Hans-Hermann Hoppe bei Servus TV

Respekt gebührt dem österreichischen Privatsender „Servus TV“, zum Thema Brexit und EU mit Hans-Hermann Hoppe einen deutsch-amerikanischen Volkswirt und Vertreter der Österreichischen Schule eingeladen zu haben. Gleichzeitig wird sehr schön deutlich, warum Köpfe wie Hoppe nicht im zwangsgebührenfinanzierten Staatsfernsehen auftreten (dürfen).

Seine Beiträge sind wie eine sich durch Dschungelgestrüpp kämpfende Machete. Wie eine einsame Stimme der Vernunft innerhalb eines EU-ropäischen Irrenanstalt-Zeitalters.
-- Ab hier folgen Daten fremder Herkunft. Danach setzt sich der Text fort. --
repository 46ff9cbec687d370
use async_trait::async_trait;

use crate::domain::error::AppResult;
use crate::domain::models::account::{Account, AccountFields};

#[async_trait]
pub trait AccountService: 'static + Sync + Send {
    async fn list(&self) -> AppResult<Vec<Account>>;
    async fn create(&self, fields: AccountFields) -> AppResult<Account>;
    async fn find(&self, id: i64) -> AppResult<Account>;
    async fn update(&self, account: Account) -> AppResult<Account>;
    async fn delete(&self, id: i64) -> AppResult<()>;
}
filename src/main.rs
mod api;
mod app;
mod config;
mod container;
mod domain;
mod infrastructure;
mod opentelemetry;
mod services;

use config::AppConfig;
use container::Container;
use infrastructure::databases::surrealdb;

use actix_web::HttpServer;
use include_dir::{Dir, include_dir};
use std::sync::Arc;
use surrealdb_migrations::MigrationRunner;
use thiserror::Error;

#[cfg(test)]
mod tests;

const MIGRATIONS_DIR: Dir<'_> = include_dir!("$CARGO_MANIFEST_DIR/migration");

#[derive(Error, Debug)]
pub enum AppError {
    #[error(transparent)]
    Database(#[from] ::surrealdb::Error),
    #[error(transparent)]
    Configuration(#[from] figment::Error),
    #[error(transparent)]
    Io(#[from] std::io::Error),
    #[error("{0}")]
    Migration(String),
    #[error(transparent)]
    OTel(#[from] opentelemetry::OTelError),
}

async fn run() -> Result<(), AppError> {
    let config = AppConfig::load()?;

    let provider = opentelemetry::configure(&config.service, &config.logging)?;

    let conn = surrealdb::connect(&config.surrealdb).await?;

    if config.surrealdb.migration {
        MigrationRunner::new(&conn)
            .load_files(&MIGRATIONS_DIR)
            .up()
            .await
            .map_err(|err| AppError::Migration(err.to_string()))?;
    }

    let container = Arc::new(Container::new(conn));

    tracing::info!(
        host = %config.service.host,
        port = config.service.port,
        "starting {}",
        config.service.name
    );

    HttpServer::new(move || app::create(Arc::clone(&container)))
        .bind((config.service.host.as_str(), config.service.port))?
        .run()
        .await?;

    opentelemetry::shutdown(provider)?;

    Ok(())
}

#[actix_web::main]
async fn main() {
    if let Err(err) = run().await {
        panic!("{err}");
    }
}
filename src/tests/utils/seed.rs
use crate::domain::models::account::Account;
use ::surrealdb::{Surreal, engine::remote::ws::Client};
use chrono::NaiveDate;

/// Inserts an account at a fixed key, bypassing the id sequence.
pub async fn seed_account(conn: &Surreal<Client>, id: i64) -> Account {
    let account = Account {
        id,
        name: "Test Account".to_string(),
        email: "test_account@email.com".to_string(),
        address: "12 Test Street".to_string(),
        phone_number: "555-0199".to_string(),
        date_joined: NaiveDate::from_ymd_opt(2023, 7, 14).unwrap(),
    };

    let query = format!(
        r#"
        CREATE type::thing('account', {}) CONTENT {{
            name: '{}',
            email: '{}',
            address: '{}',
            phone_number: '{}',
            date_joined: '{}'
        }};
        UPSERT sequence:account SET value = {};
        "#,
        account.id,
        account.name,
        account.email,
        account.address,
        account.phone_number,
        account.date_joined,
        account.id
    );

    conn.query(query).await.unwrap().check().unwrap();

    account
}
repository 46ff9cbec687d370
use thiserror::Error;

pub type RepositoryResult<T> = Result<T, RepositoryError>;

#[derive(Error, Debug)]
pub enum RepositoryError {
    #[error(transparent)]
    Database(#[from] surrealdb::Error),
    #[error("record {0} does not have an integer key")]
    InvalidKey(String),
    #[error("no {0} record was returned after CREATE")]
    NotCreated(&'static str),
}
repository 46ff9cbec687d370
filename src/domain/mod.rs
pub mod error;
pub mod models;
pub mod repositories;
pub mod services;
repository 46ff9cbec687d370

pub mod utils;

use ::surrealdb::{Surreal, engine::remote::ws::Client};

use std::sync::Arc;

use serde::Deserialize;
use surrealdb_migrations::MigrationRunner;
use testcontainers::{ContainerAsync, ImageExt};
use testcontainers_modules::{
    surrealdb::{SURREALDB_PORT, SurrealDb},
    testcontainers::runners::AsyncRunner,
};

use crate::{MIGRATIONS_DIR, infrastructure::databases::surrealdb};
use crate::{config::AppConfig, container::Container};

use rstest::*;

pub struct Database {
    pub connection: Surreal<Client>,
    pub container: ContainerAsync<SurrealDb>,
}

pub struct TestContext {
    pub db: Database,
    pub container: Arc<Container>,
}

#[fixture]
async fn context() -> TestContext {
    let db_container = SurrealDb::default()
        .with_tag("v2")
        .start()
        .await
        .unwrap();

    let mut config = AppConfig::load().unwrap();

    let port = db_container
        .get_host_port_ipv4(SURREALDB_PORT)
        .await
        .unwrap();

    config.surrealdb.uri = format!("127.0.0.1:{port}");

    let db_connection = surrealdb::connect(&config.surrealdb).await.unwrap();

    MigrationRunner::new(&db_connection)
        .load_files(&MIGRATIONS_DIR)
        .up()
        .await
        .unwrap();

    let db = Database {
        connection: db_connection.clone(),
        container: db_container,
    };

    let container = Arc::new(Container::new(db_connection));

    TestContext { db, container }
}

#[derive(Debug, PartialEq, Eq, Deserialize)]
#[serde(deny_unknown_fields)]
struct Error {
    code: u16,
    message: String,
}
use crate::domain::models::account::{Account, AccountFields};
use chrono::NaiveDate;
use serde::Deserialize;
use serde::Serialize;
use utoipa::ToSchema;
use validator::Validate;

#[derive(Debug, Serialize, ToSchema)]
pub struct AccountDTO {
    #[schema(examples(1))]
    id: i64,
    name: String,
    email: String,
    address: String,
    phone_number: String,
    #[schema(examples("2024-03-01"))]
    date_joined: NaiveDate,
}

/// Request body for create and update. Unknown keys, `id` included, are ignored.
#[derive(Debug, Validate, Deserialize, ToSchema)]
pub struct AccountPayloadDTO {
    #[validate(length(min = 1, message = "Name must not be empty"))]
    #[schema(examples("Joe"))]
    pub name: String,

    #[validate(length(min = 1, message = "Email must not be empty"))]
    #[schema(examples("joe@example.com"))]
    pub email: String,

    #[validate(length(min = 1, message = "Address must not be empty"))]
    #[schema(examples("1 Main Road"))]
    pub address: String,

    #[validate(length(min = 1, message = "Phone number must not be empty"))]
    #[schema(examples("555-0100"))]
    pub phone_number: String,

    #[schema(examples("2024-03-01"))]
    pub date_joined: Option<NaiveDate>,
}

impl AccountPayloadDTO {
    /// `fallback` fills `date_joined` when the body leaves it out.
    pub fn into_fields(self, fallback: NaiveDate) -> AccountFields {
        AccountFields {
            name: self.name,
            email: self.email,
            address: self.address,
            phone_number: self.phone_number,
            date_joined: self.date_joined.unwrap_or(fallback),
        }
    }
}

impl From<Account> for AccountDTO {
    fn from(val: Account) -> Self {
        AccountDTO {
            id: val.id,
            name: val.name,
            email: val.email,
            address: val.address,
            phone_number: val.phone_number,
            date_joined: val.date_joined,
        }
    }
}

#[cfg(test)]
mod tests {
    use super::*;
    use serde_json::json;

    #[test]
    fn test_account_serializes_date_as_iso_string() {
        let account = Account {
            id: 3,
            name: "Joe".to_string(),
            email: "joe@x.com".to_string(),
            address: "1 Rd".to_string(),
            phone_number: "555-1".to_string(),
            date_joined: NaiveDate::from_ymd_opt(2024, 3, 1).unwrap(),
        };

        let value = serde_json::to_value(AccountDTO::from(account)).unwrap();

        assert_eq!(
            value,
            json!({
                "id": 3,
                "name": "Joe",
                "email": "joe@x.com",
                "address": "1 Rd",
                "phone_number": "555-1",
                "date_joined": "2024-03-01"
            })
        );
    }

    #[test]
    fn test_payload_ignores_id_and_defaults_date() {
        let payload: AccountPayloadDTO = serde_json::from_value(json!({
            "id": 99,
            "name": "Joe",
            "email": "joe@x.com",
            "address": "1 Rd",
            "phone_number": "555-1"
        }))
        .unwrap();

        let today = NaiveDate::from_ymd_opt(2026, 1, 2).unwrap();
        let fields = payload.into_fields(today);

        assert_eq!(fields.name, "Joe");
        assert_eq!(fields.date_joined, today);
    }

    #[test]
    fn test_payload_rejects_non_string_field() {
        let result = serde_json::from_value::<AccountPayloadDTO>(json!({
            "name": "Joe",
            "email": 42,
            "address": "1 Rd",
            "phone_number": "555-1"
        }));

        assert!(result.is_err());
    }

    #[test]
    fn test_payload_rejects_empty_field() {
        let payload: AccountPayloadDTO = serde_json::from_value(json!({
            "name": "Joe",
            "email": "joe@x.com",
            "address": "",
            "phone_number": "555-1"
        }))
        .unwrap();

        let errors = payload.validate().unwrap_err();

        assert!(errors.field_errors().contains_key("address"));
    }
}
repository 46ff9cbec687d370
pub mod account;
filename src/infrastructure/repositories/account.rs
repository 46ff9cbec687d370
use std::sync::Arc;

use async_trait::async_trait;
use surrealdb::Surreal;
use surrealdb::engine::remote::ws::Client;

use crate::domain::models::account::{Account, AccountFields};
use crate::domain::repositories::account::AccountRepository;
use crate::domain::repositories::repository::{RepositoryError, RepositoryResult};
use crate::infrastructure::models::account::{SurrealAccount, SurrealAccountContent};

pub struct AccountRepositoryImpl {
    db: Arc<Surreal<Client>>,
}

impl AccountRepositoryImpl {
    pub fn new(db: Arc<Surreal<Client>>) -> Self {
        Self { db }
    }
}

const ACCOUNT: &str = "account";

// The counter record lives at `sequence:<table>`; the UPSERT is atomic per row.
const CREATE_WITH_NEXT_ID: &str = r#"
    LET $id = (UPSERT ONLY type::thing('sequence', $table) SET value += 1 RETURN VALUE value);
    CREATE ONLY type::thing($table, $id) CONTENT $content;
"#;

#[async_trait]
impl AccountRepository for AccountRepositoryImpl {
    async fn create(&self, fields: AccountFields) -> RepositoryResult<Account> {
        let account: Option<SurrealAccount> = self
            .db
            .query(CREATE_WITH_NEXT_ID)
            .bind(("table", ACCOUNT))
            .bind(("content", SurrealAccountContent::from(fields)))
            .await?
            .take(1)?;

        match account {
            Some(account) => account.try_into(),
            None => Err(RepositoryError::NotCreated(ACCOUNT)),
        }
    }

    async fn find(&self, id: i64) -> RepositoryResult<Option<Account>> {
        let account: Option<SurrealAccount> = self.db.select((ACCOUNT, id)).await?;

        account.map(Account::try_from).transpose()
    }

    async fn update(&self, account: Account) -> RepositoryResult<Option<Account>> {
        let id = account.id;

        let updated: Option<SurrealAccount> = self
            .db
            .update((ACCOUNT, id))
            .merge(SurrealAccountContent::from(AccountFields::from(account)))
            .await?;

        updated.map(Account::try_from).transpose()
    }

    async fn delete(&self, id: i64) -> RepositoryResult<bool> {
        let deleted: Option<SurrealAccount> = self.db.delete((ACCOUNT, id)).await?;

        Ok(deleted.is_some())
    }

    async fn list(&self) -> RepositoryResult<Vec<Account>> {
        let accounts: Vec<SurrealAccount> = self
            .db
            .query("SELECT * FROM type::table($table) ORDER BY id ASC")
            .bind(("table", ACCOUNT))
            .await?
            .take(0)?;

        accounts.into_iter().map(Account::try_from).collect()
    }
}
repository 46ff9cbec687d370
use figment::{
    Figment,
    providers::{Env, Format, Serialized, Toml},
};
use serde::{Deserialize, Serialize};

#[derive(Debug, Serialize, Deserialize)]
pub struct AppConfig {
    pub service: ServiceConfig,
    pub logging: LoggingConfig,
    pub surrealdb: SurrealDbConfig,
}

#[derive(Debug, Serialize, Deserialize, Default)]
pub struct ServiceConfig {
    pub name: String,
    pub host: String,
    pub port: u16,
}

#[derive(Debug, Serialize, Deserialize, Default)]
pub struct LoggingConfig {
    pub level: String,
    /// Export spans over OTLP/gRPC in addition to stdout.
    pub otlp: bool,
}

#[derive(Debug, Serialize, Deserialize, Default)]
pub struct SurrealDbConfig {
    /// Address of the datastore, e.g. `localhost:8000`.
    pub uri: String,
    pub username: String,
    pub password: String,
    pub namespace: String,
    pub database: String,
    pub migration: bool,
}

impl AppConfig {
    pub fn load() -> Result<Self, figment::Error> {
        Self::figment().extract()
    }

    fn figment() -> Figment {
        Figment::new()
            .merge(Serialized::defaults(AppConfig {
                service: ServiceConfig {
                    name: "account-service".to_string(),
                    host: "127.0.0.1".to_string(),
                    port: 8080,
                },
                logging: LoggingConfig {
                    level: "info".to_string(),
                    otlp: false,
                },
                surrealdb: SurrealDbConfig {
                    uri: "localhost:8000".to_string(),
                    username: "root".to_string(),
                    password: "root".to_string(),
                    namespace: "test".to_string(),
                    database: "test".to_string(),
                    migration: true,
                },
            }))
            .merge(Toml::file("config/default.toml"))
            .merge(Toml::file(format!(
                "config/{}.toml",
                std::env::var("RUST_ENV").unwrap_or("development".to_string())
            )))
            .merge(Env::prefixed("APP_").split("__"))
    }
}
pub mod validate;
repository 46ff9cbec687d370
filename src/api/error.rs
use actix_web::{
    HttpResponse, ResponseError,
    http::header::{self, HeaderValue},
};

use crate::domain::error::{AppError, AppResult, message};

pub type ApiResult = AppResult<HttpResponse>;

/// Fallback for a known path hit with a verb it does not serve. `allow` lists the
/// verbs the path does serve.
pub async fn method_not_allowed(allow: &'static str) -> HttpResponse {
    let mut res = AppError::MethodNotAllowed().error_response();

    res.headers_mut()
        .insert(header::ALLOW, HeaderValue::from_static(allow));

    res
}

pub async fn not_found() -> ApiResult {
    Err(AppError::NotFound(message::NOT_FOUND))
}
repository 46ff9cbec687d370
use core::fmt::Debug;
use std::ops::Deref;

use crate::domain::error::{AppError, AppResult};
use actix_web::dev::{JsonBody, Payload};
use actix_web::web::{self, BytesMut};
use actix_web::{FromRequest, HttpMessage, HttpRequest};
use futures::StreamExt;
use futures::future::{self, FutureExt, LocalBoxFuture};
use serde::de::DeserializeOwned;
use validator::Validate;

const PAYLOAD_LIMIT: usize = 32768;

/// JSON extractor that insists on `Content-Type: application/json` (415 otherwise)
/// and runs `validator` checks on the decoded body (400 on failure).
#[derive(Debug)]
pub struct Json<T>(pub T);

impl<T> Json<T> {
    pub fn into_inner(self) -> T {
        self.0
    }
}

impl<T> AsRef<T> for Json<T> {
    fn as_ref(&self) -> &T {
        &self.0
    }
}

impl<T> Deref for Json<T> {
    type Target = T;

    fn deref(&self) -> &T {
        &self.0
    }
}

impl<T> FromRequest for Json<T>
where
    T: DeserializeOwned + Validate + 'static,
{
    type Error = AppError;
    type Future = LocalBoxFuture<'static, Result<Self, Self::Error>>;

    #[inline]
    fn from_request(req: &HttpRequest, payload: &mut Payload) -> Self::Future {
        // JsonBody also accepts any `*/json` or `+json` type, so narrow it first.
        if !is_application_json(req) {
            return future::ready(Err(AppError::UnsupportedMediaType())).boxed_local();
        }

        JsonBody::new(
            req,
            payload,
            Some(&|mime| mime == mime::APPLICATION_JSON),
            true,
        )
        .limit(PAYLOAD_LIMIT)
        .map(|res: Result<T, _>| match res {
            Ok(payload) => payload
                .validate()
                .map(|_| Json(payload))
                .map_err(AppError::from),
            Err(err) => Err(AppError::from(err)),
        })
        .boxed_local()
    }
}

fn is_application_json(req: &HttpRequest) -> bool {
    match req.mime_type() {
        Ok(Some(mime)) => {
            mime.type_() == mime::APPLICATION
                && mime.subtype() == mime::JSON
                && mime.suffix().is_none()
        }
        _ => false,
    }
}

/// Buffers a request body up to the JSON payload limit (413 beyond it).
pub async fn read_body(mut payload: web::Payload) -> AppResult<BytesMut> {
    let mut body = BytesMut::new();

    while let Some(chunk) = payload.next().await {
        let chunk = chunk.map_err(|err| AppError::BadRequest(err.to_string()))?;

        if body.len() + chunk.len() > PAYLOAD_LIMIT {
            return Err(AppError::PayloadTooLarge());
        }

        body.extend_from_slice(&chunk);
    }

    Ok(body)
}

/// Decodes and validates a raw body without looking at its content type.
pub fn parse<T>(body: &[u8]) -> AppResult<T>
where
    T: DeserializeOwned + Validate,
{
    let payload: T = serde_json::from_slice(body)?;

    payload.validate()?;

    Ok(payload)
}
Wie Balsam inmitten der x-fachen Neuauflage eines absurden, irrationalen sowie logisch als auch ökonomisch als auch historisch widerlegten Superzentralstaates, welcher – damals wie heute – von den meisten Leuten wie eine Religion verteidigt wird.

Oder anders ausgedrückt: Wenn Sachverstand und Hintergrundwissen auf zum Fremdschämen peinliches, weil ignorantes „Die-EU-ist-einfach-sooo-schön“-Regenbogengelaber trifft, weiß man, dass den Ökonomen das volle Arsenal an tausendfach gehörten und tausendfach widerlegten „Argumenten“ aus der sophistischen Mottenkiste verblendeter Wohlstandssozialisten erwartet.